Schwerpunktmäßiges Arbeitsthema der zweiten Gesprächsrunde des Arbeitskreises zum besseren Lärmschutz am Flughafen Leipzig-Halle war die gleichmäßige Bahnverteilung. Bekanntlich wird die stadtnahe Start- und Landebahn Süd in der Nacht zu über 90 Prozent genutzt. Der Planfeststellungsbeschluss sah eine 50:50 Verteilung auf die Süd- und Nordbahn vor.
Forderungen zur Umsetzung der gleichmäßigen Bahnverteilung scheiterten bisher immer wieder an verschiedenen Rechtsauffassungen und angeblichen Sicherheitsrisiken. Zudem sieht das SMWA hohes Klagepotential bei den betroffenen Flughafennutzern gegen eine nicht einvernehmlich festgelegte Betriebsänderung.
Nicht bei den Fluglärmbetroffenen, was schon verblüfft. Denn eigentlich ist ein Planfeststellungsbeschluss eine verbindliche Rechtssetzung, an die sich die Nutzer des Flughafens zu halten haben. Aber mittlerweile ist ja bekannt, dass der Freistaat Sachsen dem größten Nutzer des Flughafens, DHL, mit dessen Umzug von Brüssel nach Leipzig Zusagen gemacht hat, die die Festlegungen des Planfeststellungsbeschlusses praktisch aushebeln. Es ist der Freistaat, der sich mit der Zusage zahnlos gemacht hat. Die Flughafenanwohner leiden darunter.

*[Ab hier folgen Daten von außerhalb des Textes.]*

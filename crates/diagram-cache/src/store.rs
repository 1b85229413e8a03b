//! Capacity-bounded record collection backed by numbered slot files

use crate::codec;
use crate::error::{CacheError, Result};
use crate::rank;
use crate::types::{ellipsis, CacheRecord, CacheStats, DiagramType, RecordSnapshot};
use chrono::{DateTime, Utc};
use std::collections::HashSet;
use std::path::{Path, PathBuf};
use std::sync::atomic::{AtomicU64, Ordering};
use tokio::fs;
use tokio::sync::RwLock;
use tracing::{debug, info, warn};

/// Outcome of the read-only lookup phase
#[derive(Debug)]
pub enum Lookup {
    Hit { data: Vec<u8>, slot: usize },
    Miss,
}

/// What an admit/update did to the store
#[derive(Debug, Clone, PartialEq)]
pub enum Admission {
    /// Existing record's stats were updated, content untouched
    Touched { slot: usize },
    /// Key was already present; its slot content was rewritten
    Rewritten { slot: usize },
    /// New record placed in a free slot
    Appended { slot: usize },
    /// New record replaced the lowest-ranked one
    Evicted { slot: usize, victim: CacheRecord },
    /// Nothing changed: zero capacity, or the touched record is gone
    Skipped,
}

/// The cache store: ordered records, slot files, and hit/miss counters.
///
/// A single [`RwLock`] guards the records. Lookups share it; admits hold it
/// exclusively until the index has been rewritten.
pub struct SlotStore {
    records: RwLock<Vec<CacheRecord>>,
    cache_dir: PathBuf,
    index_path: PathBuf,
    capacity: usize,
    hits: AtomicU64,
    misses: AtomicU64,
}

impl SlotStore {
    /// Create an empty store keeping slot files and the index in `cache_dir`
    pub fn new(cache_dir: PathBuf, index_filename: &str, capacity: usize) -> Self {
        let index_path = cache_dir.join(index_filename);
        Self {
            records: RwLock::new(Vec::with_capacity(capacity)),
            cache_dir,
            index_path,
            capacity,
            hits: AtomicU64::new(0),
            misses: AtomicU64::new(0),
        }
    }

    /// Ensure the cache directory exists
    pub async fn init(&self) -> Result<()> {
        fs::create_dir_all(&self.cache_dir)
            .await
            .map_err(|e| CacheError::io(&self.cache_dir, e))?;
        info!(cache_dir = ?self.cache_dir, capacity = self.capacity, "Cache initialized");
        Ok(())
    }

    pub fn cache_dir(&self) -> &Path {
        &self.cache_dir
    }

    /// Index file that every admit/update rewrites
    pub fn index_path(&self) -> &Path {
        &self.index_path
    }

    pub fn capacity(&self) -> usize {
        self.capacity
    }

    pub async fn size(&self) -> usize {
        self.records.read().await.len()
    }

    /// Replace the in-memory records with the contents of the index at `path`.
    ///
    /// Records that would break the store's invariants (duplicate key, slot out
    /// of range or already taken) are dropped. Returns the number kept.
    pub async fn load(&self, path: &Path) -> Result<usize> {
        let loaded = codec::read_index(path).await?;
        let total = loaded.len();
        let kept = sanitize(loaded, self.capacity);
        let count = kept.len();

        *self.records.write().await = kept;

        if count < total {
            warn!(total, kept = count, path = ?path, "Dropped invalid cache index records");
        }
        info!(records = count, path = ?path, "Loaded cache index");
        Ok(count)
    }

    /// Write the current records to `path`
    pub async fn save(&self, path: &Path) -> Result<()> {
        let records = self.records.read().await;
        codec::write_index(path, &records).await
    }

    /// Look up a key and read its content, counting the hit or miss.
    ///
    /// A record whose slot file cannot be read counts as a miss.
    pub async fn lookup(&self, diagram_type: DiagramType, expression: &str) -> Lookup {
        {
            let records = self.records.read().await;
            if let Some(record) = records.iter().find(|r| r.matches(diagram_type, expression)) {
                match codec::read_slot(&self.cache_dir, record.slot).await {
                    Ok(data) => {
                        self.hits.fetch_add(1, Ordering::Relaxed);
                        debug!(slot = record.slot, record = %record, "Cache hit");
                        return Lookup::Hit {
                            data,
                            slot: record.slot,
                        };
                    }
                    Err(e) => {
                        warn!(slot = record.slot, error = %e, "Failed to read cached diagram, treating as miss");
                    }
                }
            }
        }

        self.misses.fetch_add(1, Ordering::Relaxed);
        debug!(%diagram_type, expression = %ellipsis(expression, 10), "Cache miss");
        Lookup::Miss
    }

    /// Admit or update a record, then persist the index.
    ///
    /// `candidate_slot` is the slot a preceding [`lookup`](Self::lookup) hit, if
    /// any. When that slot still holds the key only its stats change; otherwise
    /// `data` is written to the key's existing slot, a free slot, or the slot
    /// of the lowest-ranked record.
    pub async fn put(
        &self,
        diagram_type: DiagramType,
        expression: &str,
        data: &[u8],
        candidate_slot: Option<usize>,
    ) -> Result<Admission> {
        self.put_at(diagram_type, expression, data, candidate_slot, Utc::now())
            .await
    }

    pub(crate) async fn put_at(
        &self,
        diagram_type: DiagramType,
        expression: &str,
        data: &[u8],
        candidate_slot: Option<usize>,
        now: DateTime<Utc>,
    ) -> Result<Admission> {
        let mut records = self.records.write().await;

        if let Some(slot) = candidate_slot {
            if let Some(admission) = self
                .touch_locked(&mut records, diagram_type, expression, slot, now)
                .await?
            {
                return Ok(admission);
            }
        }

        self.admit(&mut records, diagram_type, expression, data, now)
            .await
    }

    /// Update the stats of the record a lookup hit in `slot`.
    ///
    /// Does nothing when that slot no longer holds the key, i.e. the record
    /// was evicted after the lookup.
    pub async fn touch(
        &self,
        diagram_type: DiagramType,
        expression: &str,
        slot: usize,
    ) -> Result<Admission> {
        let mut records = self.records.write().await;
        let touched = self
            .touch_locked(&mut records, diagram_type, expression, slot, Utc::now())
            .await?;

        Ok(touched.unwrap_or_else(|| {
            debug!(slot, "Touched record is gone, skipping");
            Admission::Skipped
        }))
    }

    async fn touch_locked(
        &self,
        records: &mut [CacheRecord],
        diagram_type: DiagramType,
        expression: &str,
        slot: usize,
        now: DateTime<Utc>,
    ) -> Result<Option<Admission>> {
        let Some(pos) = records
            .iter()
            .position(|r| r.slot == slot && r.matches(diagram_type, expression))
        else {
            return Ok(None);
        };

        let before = records[pos].clone();
        records[pos].touch(now);
        if let Err(e) = codec::write_index(&self.index_path, &*records).await {
            records[pos] = before;
            return Err(e);
        }

        debug!(slot, record = %records[pos], "Updated cache record");
        Ok(Some(Admission::Touched { slot }))
    }

    /// Store `data` for a key, persisting the index after every change.
    ///
    /// The persisted index never maps a key to a slot holding other bytes, and
    /// a failed index write leaves the in-memory records matching the file.
    async fn admit(
        &self,
        records: &mut Vec<CacheRecord>,
        diagram_type: DiagramType,
        expression: &str,
        data: &[u8],
        now: DateTime<Utc>,
    ) -> Result<Admission> {
        // a concurrent miss for the same key got here first
        if let Some(pos) = records
            .iter()
            .position(|r| r.matches(diagram_type, expression))
        {
            let slot = records[pos].slot;
            codec::write_slot(&self.cache_dir, slot, data).await?;

            let before = records[pos].clone();
            records[pos].touch(now);
            if let Err(e) = codec::write_index(&self.index_path, records.as_slice()).await {
                records[pos] = before;
                return Err(e);
            }
            debug!(slot, record = %records[pos], "Rewrote cache record");
            return Ok(Admission::Rewritten { slot });
        }

        if records.len() < self.capacity {
            let slot = free_slot(records.as_slice());
            codec::write_slot(&self.cache_dir, slot, data).await?;

            records.push(CacheRecord::new(diagram_type, expression, slot, now));
            if let Err(e) = codec::write_index(&self.index_path, records.as_slice()).await {
                records.pop();
                return Err(e);
            }
            debug!(slot, record = %records[records.len() - 1], "Appended cache record");
            return Ok(Admission::Appended { slot });
        }

        let Some(victim) = rank::lowest_ranked(records.as_slice(), now) else {
            warn!("Cache has no capacity, not storing diagram");
            return Ok(Admission::Skipped);
        };

        // Retire the victim on disk before its slot is reused.
        let evicted = records.remove(victim);
        let slot = evicted.slot;
        if let Err(e) = codec::write_index(&self.index_path, records.as_slice()).await {
            records.insert(victim, evicted);
            return Err(e);
        }
        debug!(slot, evicted = %evicted, "Evicted cache record");

        // From here on a failure leaves the slot unreferenced.
        codec::write_slot(&self.cache_dir, slot, data).await?;

        records.insert(victim, CacheRecord::new(diagram_type, expression, slot, now));
        if let Err(e) = codec::write_index(&self.index_path, records.as_slice()).await {
            records.remove(victim);
            return Err(e);
        }
        debug!(slot, record = %records[victim], "Replaced cache record");

        Ok(Admission::Evicted {
            slot,
            victim: evicted,
        })
    }

    pub async fn stats(&self) -> CacheStats {
        let records = self.records.read().await;
        CacheStats {
            entries: records.len(),
            capacity: self.capacity,
            hits: self.hits.load(Ordering::Relaxed),
            misses: self.misses.load(Ordering::Relaxed),
        }
    }

    /// Copy of all records in collection order with their rank at `now`
    pub async fn snapshot(&self, now: DateTime<Utc>) -> Vec<RecordSnapshot> {
        let records = self.records.read().await;
        records
            .iter()
            .map(|record| RecordSnapshot {
                rank: rank::rank(record, now),
                record: record.clone(),
            })
            .collect()
    }
}

/// Lowest slot number not held by any record
fn free_slot(records: &[CacheRecord]) -> usize {
    let used: HashSet<usize> = records.iter().map(|r| r.slot).collect();
    (0..).find(|slot| !used.contains(slot)).unwrap_or(records.len())
}

fn sanitize(loaded: Vec<CacheRecord>, capacity: usize) -> Vec<CacheRecord> {
    let mut kept = Vec::with_capacity(loaded.len().min(capacity));
    let mut slots = HashSet::new();
    let mut keys = HashSet::new();

    for mut record in loaded {
        if record.slot >= capacity || slots.contains(&record.slot) {
            warn!(slot = record.slot, capacity, "Skipping index record with unusable slot");
            continue;
        }
        if !keys.insert((record.diagram_type, record.expression.clone())) {
            warn!(slot = record.slot, record = %record, "Skipping duplicate index record");
            continue;
        }
        slots.insert(record.slot);
        if record.last_access < record.created {
            record.last_access = record.created;
        }
        kept.push(record);
    }

    kept
}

Seit Jahren klagen Bürger im Umfeld des Flughafens Leipzig-Halle nicht nur über stetig steigende Fluglärmbelastungen, sondern auch über die Untätigkeit von Politik, Verwaltung und Fluglärmkommission, etwas dagegen zu tun. Nicht umsonst wird die bisherige Geschichte des Ausbaus des LEJ als die Geschichte von Lügen, Halbwahrheiten und Ausgrenzung des Bürgers an der Teilhabe am demokratischen Mitbestimmungsrecht bezeichnet, fasst Matthias Zimmermann als Pressesprecher der Bürgerinitiativen die Situation zusammen.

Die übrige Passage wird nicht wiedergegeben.